Risk Assessment of Selected Insecticides on Tamarixia triozae (Hymenoptera: Eulophidae), a Parasitoid of Bactericera cockerelli (Hemiptera: Trizoidae)
Tamarixia triozae (Burks) (Hymenoptera: Eulophidae) is an important parasitoid of the potato or tomato psyllid, Bactericera cockerelli (Sulc) (Hemiptera: Trizoidae), a serious pest of potato (Solanum tuberosum L.), tomato (Solanum lycopersicum L.), and other solanaceous vegetables in
many countries. To produce a marketable crop, insecticides are required when B. cockerelli populations reach economically damaging levels. We evaluated 11 commonly used insecticides for their effects on T. triozae. Glass-surface residues of spinetoram, imidacloprid-cyfluthrin, abamectin, and
tolfenpyrad caused 100% mortality of T. triozae in 72 h, and the leaf residue of spinetoram was extremely toxic to T. triozae adults; even 15-d-old residues caused 100% mortality.

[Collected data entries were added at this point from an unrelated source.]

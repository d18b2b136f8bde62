//! Session controller: the single writer of all session state.
//!
//! [`Engine`] runs as one tokio task.  It owns the active session, the
//! history store and the `watch::Sender` for [`PublishedState`], and it
//! consumes two queues in one loop:
//!
//! ```text
//! EngineHandle::{start_*, stop, shutdown} ──Command──────┐
//! tickers / capture callback ─────────────SessionEvent───┴─▶ Engine::run
//!                                                              │
//!                                   watch::Sender<PublishedState>
//!                                                              ▼
//!                                       EngineHandle::{snapshot, subscribe}
//! ```
//!
//! Starting a session always stops the current one first: tickers are
//! cancelled and joined and capture handles dropped before the new
//! session acquires the microphone.  Each start also bumps the generation,
//! so events still queued from the old session are discarded.

use std::sync::Arc;

use tokio::sync::{mpsc, watch};
use tokio::task::JoinHandle;

use crate::analysis::{PitchEstimator, LEVEL_FLOOR, NO_PITCH_LABEL};
use crate::audio::CaptureSource;
use crate::config::{AppConfig, BreathConfig};
use crate::history::HistoryStore;
use crate::session::{
    BreathRun, BreathSession, Countdown, Generation, PitchRun, PitchUpdate, SessionEvent,
};

use super::state::{PublishedState, SessionState};

// ---------------------------------------------------------------------------
// Command / EngineHandle
// ---------------------------------------------------------------------------

/// Control operations accepted by the controller.
#[derive(Debug, Clone, Copy, PartialEq, Eq)]
pub enum Command {
    StartBreath,
    StartPitch,
    Stop,
    /// Stop the active session and end the controller task.
    Shutdown,
}

/// Cheap-to-clone control and observation surface.
///
/// All control methods are fire-and-forget: they enqueue a [`Command`] and
/// return immediately; effects show up in the published state.  They are
/// plain (non-async) calls, so they can be used from any thread.
#[derive(Clone)]
pub struct EngineHandle {
    commands: mpsc::UnboundedSender<Command>,
    state: watch::Receiver<PublishedState>,
}

impl EngineHandle {
    pub fn start_breath_session(&self) {
        self.send(Command::StartBreath);
    }

    pub fn start_pitch_session(&self) {
        self.send(Command::StartPitch);
    }

    pub fn stop(&self) {
        self.send(Command::Stop);
    }

    pub fn shutdown(&self) {
        self.send(Command::Shutdown);
    }

    /// Latest published state.
    pub fn snapshot(&self) -> PublishedState {
        self.state.borrow().clone()
    }

    /// Receiver that is notified on every state change.
    pub fn subscribe(&self) -> watch::Receiver<PublishedState> {
        self.state.clone()
    }

    fn send(&self, command: Command) {
        if self.commands.send(command).is_err() {
            log::debug!("engine: {command:?} ignored, controller has shut down");
        }
    }
}

// ---------------------------------------------------------------------------
// Engine
// ---------------------------------------------------------------------------

enum ActiveSession {
    Idle,
    Breath(BreathRun),
    Pitch(PitchRun),
}

/// The controller task.  Create with [`Engine::new`] or [`Engine::spawn`].
pub struct Engine {
    capture: Arc<dyn CaptureSource>,
    history: HistoryStore,
    breath_config: BreathConfig,
    estimator: PitchEstimator,

    active: ActiveSession,
    generation: Generation,

    commands_rx: mpsc::UnboundedReceiver<Command>,
    events_tx: mpsc::UnboundedSender<SessionEvent>,
    events_rx: mpsc::UnboundedReceiver<SessionEvent>,
    state_tx: watch::Sender<PublishedState>,
}

impl Engine {
    /// Build a controller and its handle without starting it.
    pub fn new(
        capture: Arc<dyn CaptureSource>,
        history: HistoryStore,
        config: &AppConfig,
    ) -> (Self, EngineHandle) {
        let (commands_tx, commands_rx) = mpsc::unbounded_channel();
        let (events_tx, events_rx) = mpsc::unbounded_channel();
        let initial = PublishedState::new(config.breath.duration_secs, history.entries().to_vec());
        let (state_tx, state_rx) = watch::channel(initial);

        let engine = Self {
            capture,
            history,
            breath_config: config.breath.clone(),
            estimator: config.pitch.estimator(),
            active: ActiveSession::Idle,
            generation: 0,
            commands_rx,
            events_tx,
            events_rx,
            state_tx,
        };
        let handle = EngineHandle {
            commands: commands_tx,
            state: state_rx,
        };
        (engine, handle)
    }

    /// Build a controller and spawn it on the current tokio runtime.
    pub fn spawn(
        capture: Arc<dyn CaptureSource>,
        history: HistoryStore,
        config: &AppConfig,
    ) -> (EngineHandle, JoinHandle<()>) {
        let (engine, handle) = Self::new(capture, history, config);
        let task = tokio::spawn(engine.run());
        (handle, task)
    }

    /// Run until [`Command::Shutdown`] or until every handle is dropped.
    pub async fn run(mut self) {
        loop {
            tokio::select! {
                biased;
                command = self.commands_rx.recv() => match command {
                    Some(Command::Shutdown) | None => break,
                    Some(command) => self.handle_command(command).await,
                },
                Some(event) = self.events_rx.recv() => self.handle_event(event).await,
            }
        }

        self.stop_active().await;
        log::info!("engine: controller shutting down");
    }

    // -----------------------------------------------------------------------
    // Commands
    // -----------------------------------------------------------------------

    async fn handle_command(&mut self, command: Command) {
        log::debug!("engine: {command:?}");
        match command {
            Command::StartBreath => self.start_breath().await,
            Command::StartPitch => self.start_pitch().await,
            Command::Stop | Command::Shutdown => self.stop_active().await,
        }
    }

    async fn start_breath(&mut self) {
        self.stop_active().await;
        self.generation += 1;

        let run = match BreathRun::start(
            Arc::clone(&self.capture),
            &self.breath_config,
            self.generation,
            self.events_tx.clone(),
        )
        .await
        {
            Ok(run) => run,
            Err(e) => {
                log::warn!("engine: breath session not started, microphone unavailable: {e}");
                return;
            }
        };

        log::info!(
            "engine: breath session {} started ({} s)",
            self.generation,
            self.breath_config.duration_secs
        );
        self.state_tx.send_modify(|s| {
            s.session = SessionState::RunningBreath;
            apply_breath(s, run.session());
        });
        self.active = ActiveSession::Breath(run);
    }

    async fn start_pitch(&mut self) {
        self.stop_active().await;
        self.generation += 1;

        let run = match PitchRun::start(
            Arc::clone(&self.capture),
            self.estimator,
            self.generation,
            self.events_tx.clone(),
        )
        .await
        {
            Ok(run) => run,
            Err(e) => {
                log::warn!("engine: pitch session not started, microphone unavailable: {e}");
                return;
            }
        };

        log::info!("engine: pitch session {} started", self.generation);
        self.state_tx.send_modify(|s| {
            s.session = SessionState::RunningPitch;
            s.audio_level = 0.0;
            s.current_pitch = NO_PITCH_LABEL.to_string();
            s.frequency = 0.0;
        });
        self.active = ActiveSession::Pitch(run);
    }

    /// Stop whatever is running.  No-op when idle.
    async fn stop_active(&mut self) {
        match std::mem::replace(&mut self.active, ActiveSession::Idle) {
            ActiveSession::Idle => {}
            ActiveSession::Breath(run) => {
                let generation = run.generation();
                let session = run.stop().await;

                if let Some(best) = session.result() {
                    if let Err(e) = self.history.append(best) {
                        log::warn!("engine: could not save breath result {best:.1} s: {e}");
                    }
                }
                log::info!(
                    "engine: breath session {generation} stopped, best {:.1} s",
                    session.best_sustain_secs()
                );

                let history = self.history.entries().to_vec();
                self.state_tx.send_modify(|s| {
                    s.session = SessionState::Idle;
                    s.history = history;
                });
            }
            ActiveSession::Pitch(run) => {
                let generation = run.generation();
                run.stop().await;
                log::info!("engine: pitch session {generation} stopped");
                self.state_tx.send_modify(|s| s.session = SessionState::Idle);
            }
        }
    }

    // -----------------------------------------------------------------------
    // Session events
    // -----------------------------------------------------------------------

    async fn handle_event(&mut self, event: SessionEvent) {
        if event.generation() != self.generation {
            log::trace!("engine: dropping stale event {event:?}");
            return;
        }

        let mut expired = false;
        match (event, &mut self.active) {
            (SessionEvent::BreathSample { power_db, .. }, ActiveSession::Breath(run)) => {
                run.session_mut().on_fast_tick(power_db);
                self.state_tx.send_modify(|s| apply_breath(s, run.session()));
            }
            (SessionEvent::BreathSecond { .. }, ActiveSession::Breath(run)) => {
                match run.session_mut().on_slow_tick() {
                    Countdown::Running => {
                        self.state_tx.send_modify(|s| apply_breath(s, run.session()));
                    }
                    Countdown::Expired => expired = true,
                }
            }
            (SessionEvent::Pitch { update, .. }, ActiveSession::Pitch(_)) => {
                self.state_tx.send_modify(|s| apply_pitch(s, &update));
            }
            // Same generation but the session has already stopped.
            _ => {}
        }

        if expired {
            log::info!("engine: breath countdown finished");
            self.stop_active().await;
        }
    }
}

fn apply_breath(state: &mut PublishedState, session: &BreathSession) {
    state.audio_level = session.audio_level();
    state.current_breath_seconds = session.current_sustain_secs();
    state.best_breath = session.best_sustain_secs();
    state.remaining_time = session.remaining_secs();
}

fn apply_pitch(state: &mut PublishedState, update: &PitchUpdate) {
    state.audio_level = update.level;
    state.current_pitch = update.reading.label();
    state.frequency = update.reading.frequency_hz;
}

// ---------------------------------------------------------------------------
// Tests
// ---------------------------------------------------------------------------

Cyantraniliprole, fenpyroximate, pymetrozine, spirotetramat, spiromesifen, and chenopodium oil did not cause significant
mortality in either glass surface or leaf-residue bioassays. Ingestion of spinetoram, abamectin, and imidacloprid+cyfluthrin (Leverage) by the adults resulted in 100% mortality in 12 h, and tolfenpyrad, 75.0% mortality in 12 h; whereas chenopodium oil and pymetrozine showed moderate effects
on adult survival. Ingestion of abamectin, imidacloprid-cyfluthrin, and spinetoram killed all adults in the first day of treatment, whereas female adults in the treatment of pymetrozine lived 80.8 d, which was similar to those in the control. Ingestion of abamectin, imidacloprid-cyfluthrin,
chenopodium oil, and spinetoram killed all male adults in the first day, whereas ingestion of other insecticides did not cause significant mortality, but reduced percent parasitism. Abamectin, imidacloprid-cyfluthrin, and spinetoram had the most deleterious effects on T. triozae, and have
the least potential for use in integrated control programs using this parasitoid.